==== Material provided
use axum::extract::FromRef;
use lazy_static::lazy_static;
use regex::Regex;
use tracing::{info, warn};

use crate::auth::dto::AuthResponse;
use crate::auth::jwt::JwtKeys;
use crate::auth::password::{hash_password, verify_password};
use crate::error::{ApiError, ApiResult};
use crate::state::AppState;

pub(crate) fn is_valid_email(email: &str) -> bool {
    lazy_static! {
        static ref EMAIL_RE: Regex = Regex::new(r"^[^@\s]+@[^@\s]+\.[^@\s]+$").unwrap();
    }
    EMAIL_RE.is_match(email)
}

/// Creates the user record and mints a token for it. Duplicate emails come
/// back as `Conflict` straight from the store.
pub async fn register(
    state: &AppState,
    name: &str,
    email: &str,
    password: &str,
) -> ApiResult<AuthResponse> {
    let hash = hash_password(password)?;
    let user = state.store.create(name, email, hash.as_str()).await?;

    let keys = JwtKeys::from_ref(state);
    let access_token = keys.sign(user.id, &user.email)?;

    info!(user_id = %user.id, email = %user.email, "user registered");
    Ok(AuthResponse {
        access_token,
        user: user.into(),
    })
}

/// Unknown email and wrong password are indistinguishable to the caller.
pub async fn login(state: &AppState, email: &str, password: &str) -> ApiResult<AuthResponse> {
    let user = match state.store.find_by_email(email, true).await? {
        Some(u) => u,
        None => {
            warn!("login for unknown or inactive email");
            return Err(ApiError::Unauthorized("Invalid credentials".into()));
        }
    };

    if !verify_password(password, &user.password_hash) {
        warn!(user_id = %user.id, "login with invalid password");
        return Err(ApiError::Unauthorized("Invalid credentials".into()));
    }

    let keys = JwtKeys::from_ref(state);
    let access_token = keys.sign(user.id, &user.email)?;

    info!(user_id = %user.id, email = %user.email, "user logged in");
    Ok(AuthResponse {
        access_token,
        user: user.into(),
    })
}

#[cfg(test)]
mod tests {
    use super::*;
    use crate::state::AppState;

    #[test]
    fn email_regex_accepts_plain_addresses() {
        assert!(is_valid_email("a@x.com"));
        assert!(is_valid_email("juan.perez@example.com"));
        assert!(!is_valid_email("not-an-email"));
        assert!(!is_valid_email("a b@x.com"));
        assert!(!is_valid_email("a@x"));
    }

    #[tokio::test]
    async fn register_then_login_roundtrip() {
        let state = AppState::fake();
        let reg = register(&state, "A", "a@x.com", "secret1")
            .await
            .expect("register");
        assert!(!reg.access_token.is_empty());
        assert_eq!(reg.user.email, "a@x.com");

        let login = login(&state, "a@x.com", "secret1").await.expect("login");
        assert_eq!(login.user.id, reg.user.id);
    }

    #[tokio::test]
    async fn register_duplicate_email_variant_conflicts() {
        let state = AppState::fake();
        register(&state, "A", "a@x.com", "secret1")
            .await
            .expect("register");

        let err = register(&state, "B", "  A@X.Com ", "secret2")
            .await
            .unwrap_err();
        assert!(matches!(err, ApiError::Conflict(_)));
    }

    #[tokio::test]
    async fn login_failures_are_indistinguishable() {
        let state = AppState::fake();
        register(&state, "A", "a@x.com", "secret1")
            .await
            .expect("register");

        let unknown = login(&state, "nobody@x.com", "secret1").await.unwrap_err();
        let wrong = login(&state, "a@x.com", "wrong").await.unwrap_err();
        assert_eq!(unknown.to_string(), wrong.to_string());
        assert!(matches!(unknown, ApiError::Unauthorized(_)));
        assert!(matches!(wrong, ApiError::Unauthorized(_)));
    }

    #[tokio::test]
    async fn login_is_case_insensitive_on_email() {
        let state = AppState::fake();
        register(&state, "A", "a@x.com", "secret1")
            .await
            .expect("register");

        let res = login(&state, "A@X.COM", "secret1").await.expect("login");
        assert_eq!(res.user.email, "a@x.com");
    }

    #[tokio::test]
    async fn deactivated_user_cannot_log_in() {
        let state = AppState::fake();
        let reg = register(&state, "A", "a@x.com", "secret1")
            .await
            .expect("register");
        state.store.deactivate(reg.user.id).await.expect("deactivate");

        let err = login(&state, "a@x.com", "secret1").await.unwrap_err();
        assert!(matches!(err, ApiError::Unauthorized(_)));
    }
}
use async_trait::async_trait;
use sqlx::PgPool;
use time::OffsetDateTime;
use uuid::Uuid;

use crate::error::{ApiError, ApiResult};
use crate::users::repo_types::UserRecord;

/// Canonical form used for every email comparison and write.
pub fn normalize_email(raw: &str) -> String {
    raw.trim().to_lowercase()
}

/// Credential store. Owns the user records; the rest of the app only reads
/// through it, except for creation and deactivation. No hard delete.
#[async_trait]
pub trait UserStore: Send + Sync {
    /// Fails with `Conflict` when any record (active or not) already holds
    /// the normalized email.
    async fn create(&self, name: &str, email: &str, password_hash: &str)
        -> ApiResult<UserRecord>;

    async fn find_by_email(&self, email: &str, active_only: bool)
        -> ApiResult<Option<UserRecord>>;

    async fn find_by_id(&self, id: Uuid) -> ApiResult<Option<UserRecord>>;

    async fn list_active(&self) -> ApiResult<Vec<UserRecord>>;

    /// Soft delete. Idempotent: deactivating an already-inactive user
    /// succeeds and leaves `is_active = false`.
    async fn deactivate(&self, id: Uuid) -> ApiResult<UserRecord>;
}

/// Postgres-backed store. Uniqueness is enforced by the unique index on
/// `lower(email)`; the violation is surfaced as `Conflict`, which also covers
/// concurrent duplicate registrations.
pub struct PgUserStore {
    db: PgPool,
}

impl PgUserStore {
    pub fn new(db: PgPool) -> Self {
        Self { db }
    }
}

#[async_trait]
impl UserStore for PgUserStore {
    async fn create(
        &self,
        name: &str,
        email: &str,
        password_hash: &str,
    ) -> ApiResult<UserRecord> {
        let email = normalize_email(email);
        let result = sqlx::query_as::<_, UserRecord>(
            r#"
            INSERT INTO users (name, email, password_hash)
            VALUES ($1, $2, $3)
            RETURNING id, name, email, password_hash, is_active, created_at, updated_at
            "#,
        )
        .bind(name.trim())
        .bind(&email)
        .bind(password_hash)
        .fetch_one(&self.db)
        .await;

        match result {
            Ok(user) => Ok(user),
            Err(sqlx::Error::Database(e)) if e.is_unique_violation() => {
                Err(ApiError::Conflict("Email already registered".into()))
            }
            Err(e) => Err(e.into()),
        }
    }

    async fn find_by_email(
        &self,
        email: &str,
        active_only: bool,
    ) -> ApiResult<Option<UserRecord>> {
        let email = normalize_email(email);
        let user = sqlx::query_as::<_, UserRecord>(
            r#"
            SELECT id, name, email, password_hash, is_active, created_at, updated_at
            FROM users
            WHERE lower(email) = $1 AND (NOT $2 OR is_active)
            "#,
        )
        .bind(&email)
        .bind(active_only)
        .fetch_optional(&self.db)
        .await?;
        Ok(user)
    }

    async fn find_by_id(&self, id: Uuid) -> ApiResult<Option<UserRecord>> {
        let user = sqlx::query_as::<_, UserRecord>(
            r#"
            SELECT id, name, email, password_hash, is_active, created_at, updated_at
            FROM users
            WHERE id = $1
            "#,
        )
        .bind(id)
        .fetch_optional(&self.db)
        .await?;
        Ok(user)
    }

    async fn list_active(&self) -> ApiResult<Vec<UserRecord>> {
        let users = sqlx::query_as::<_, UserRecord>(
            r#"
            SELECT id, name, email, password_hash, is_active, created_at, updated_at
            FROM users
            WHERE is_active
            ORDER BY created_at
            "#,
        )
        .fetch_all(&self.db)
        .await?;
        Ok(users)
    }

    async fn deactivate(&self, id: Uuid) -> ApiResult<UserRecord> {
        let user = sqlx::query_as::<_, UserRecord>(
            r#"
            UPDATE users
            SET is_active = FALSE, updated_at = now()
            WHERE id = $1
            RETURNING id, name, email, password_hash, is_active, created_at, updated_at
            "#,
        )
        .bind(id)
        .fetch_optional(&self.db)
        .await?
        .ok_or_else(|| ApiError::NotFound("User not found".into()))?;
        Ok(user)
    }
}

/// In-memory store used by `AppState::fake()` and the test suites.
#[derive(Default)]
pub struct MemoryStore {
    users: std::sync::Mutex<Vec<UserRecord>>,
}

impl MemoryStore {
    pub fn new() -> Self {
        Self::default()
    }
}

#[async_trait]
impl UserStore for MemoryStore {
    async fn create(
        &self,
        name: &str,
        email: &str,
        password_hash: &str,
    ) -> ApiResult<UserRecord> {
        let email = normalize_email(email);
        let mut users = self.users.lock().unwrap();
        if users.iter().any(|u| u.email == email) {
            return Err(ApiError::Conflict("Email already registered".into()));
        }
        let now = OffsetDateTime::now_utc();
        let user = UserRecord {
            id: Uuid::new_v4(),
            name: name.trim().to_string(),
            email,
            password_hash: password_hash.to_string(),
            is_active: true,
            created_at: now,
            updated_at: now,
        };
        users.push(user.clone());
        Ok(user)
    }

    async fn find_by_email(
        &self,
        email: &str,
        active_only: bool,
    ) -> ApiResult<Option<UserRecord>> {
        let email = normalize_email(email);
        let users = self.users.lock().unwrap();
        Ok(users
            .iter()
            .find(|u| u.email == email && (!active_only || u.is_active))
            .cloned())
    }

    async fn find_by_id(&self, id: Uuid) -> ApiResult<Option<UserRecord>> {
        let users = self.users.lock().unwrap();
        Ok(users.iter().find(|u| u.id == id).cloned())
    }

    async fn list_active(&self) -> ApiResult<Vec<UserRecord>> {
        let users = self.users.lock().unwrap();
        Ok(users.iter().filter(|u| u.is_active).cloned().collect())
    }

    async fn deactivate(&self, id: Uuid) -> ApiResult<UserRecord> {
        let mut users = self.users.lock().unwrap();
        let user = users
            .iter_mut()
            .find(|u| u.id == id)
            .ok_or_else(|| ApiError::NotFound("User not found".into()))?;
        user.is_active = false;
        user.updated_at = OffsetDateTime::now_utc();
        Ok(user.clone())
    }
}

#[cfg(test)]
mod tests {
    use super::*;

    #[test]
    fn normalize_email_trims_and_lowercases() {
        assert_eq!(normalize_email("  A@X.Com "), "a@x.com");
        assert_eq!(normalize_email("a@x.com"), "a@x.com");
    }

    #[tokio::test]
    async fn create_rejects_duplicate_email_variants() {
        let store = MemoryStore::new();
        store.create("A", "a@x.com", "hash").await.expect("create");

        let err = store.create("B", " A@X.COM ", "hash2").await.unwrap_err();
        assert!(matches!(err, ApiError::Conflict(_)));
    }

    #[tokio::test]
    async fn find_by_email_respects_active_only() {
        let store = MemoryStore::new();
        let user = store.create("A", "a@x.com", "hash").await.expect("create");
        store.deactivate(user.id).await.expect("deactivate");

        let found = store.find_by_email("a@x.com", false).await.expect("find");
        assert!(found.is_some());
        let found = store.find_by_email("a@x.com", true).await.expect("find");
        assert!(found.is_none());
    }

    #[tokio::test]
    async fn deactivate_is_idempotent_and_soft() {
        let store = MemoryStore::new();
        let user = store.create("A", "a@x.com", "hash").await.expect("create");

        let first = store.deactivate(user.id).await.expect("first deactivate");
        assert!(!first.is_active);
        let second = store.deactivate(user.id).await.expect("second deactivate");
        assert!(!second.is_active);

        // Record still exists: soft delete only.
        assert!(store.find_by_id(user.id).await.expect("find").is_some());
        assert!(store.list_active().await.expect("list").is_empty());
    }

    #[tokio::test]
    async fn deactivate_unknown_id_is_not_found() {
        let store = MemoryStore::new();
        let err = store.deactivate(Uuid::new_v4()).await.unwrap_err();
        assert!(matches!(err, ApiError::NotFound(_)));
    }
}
========
Print exactly the lines from the beginning of the entries through the line with "if !verify_password(password, &user.password_hash)". Output nothing more.

use axum::extract::FromRef;
use lazy_static::lazy_static;
use regex::Regex;
use tracing::{info, warn};

use crate::auth::dto::AuthResponse;
use crate::auth::jwt::JwtKeys;
use crate::auth::password::{hash_password, verify_password};
use crate::error::{ApiError, ApiResult};
use crate::state::AppState;

pub(crate) fn is_valid_email(email: &str) -> bool {
    lazy_static! {
        static ref EMAIL_RE: Regex = Regex::new(r"^[^@\s]+@[^@\s]+\.[^@\s]+$").unwrap();
    }
    EMAIL_RE.is_match(email)
}

/// Creates the user record and mints a token for it. Duplicate emails come
/// back as `Conflict` straight from the store.
pub async fn register(
    state: &AppState,
    name: &str,
    email: &str,
    password: &str,
) -> ApiResult<AuthResponse> {
    let hash = hash_password(password)?;
    let user = state.store.create(name, email, hash.as_str()).await?;

    let keys = JwtKeys::from_ref(state);
    let access_token = keys.sign(user.id, &user.email)?;

    info!(user_id = %user.id, email = %user.email, "user registered");
    Ok(AuthResponse {
        access_token,
        user: user.into(),
    })
}

/// Unknown email and wrong password are indistinguishable to the caller.
pub async fn login(state: &AppState, email: &str, password: &str) -> ApiResult<AuthResponse> {
    let user = match state.store.find_by_email(email, true).await? {
        Some(u) => u,
        None => {
            warn!("login for unknown or inactive email");
            return Err(ApiError::Unauthorized("Invalid credentials".into()));
        }
    };

    if !verify_password(password, &user.password_hash) {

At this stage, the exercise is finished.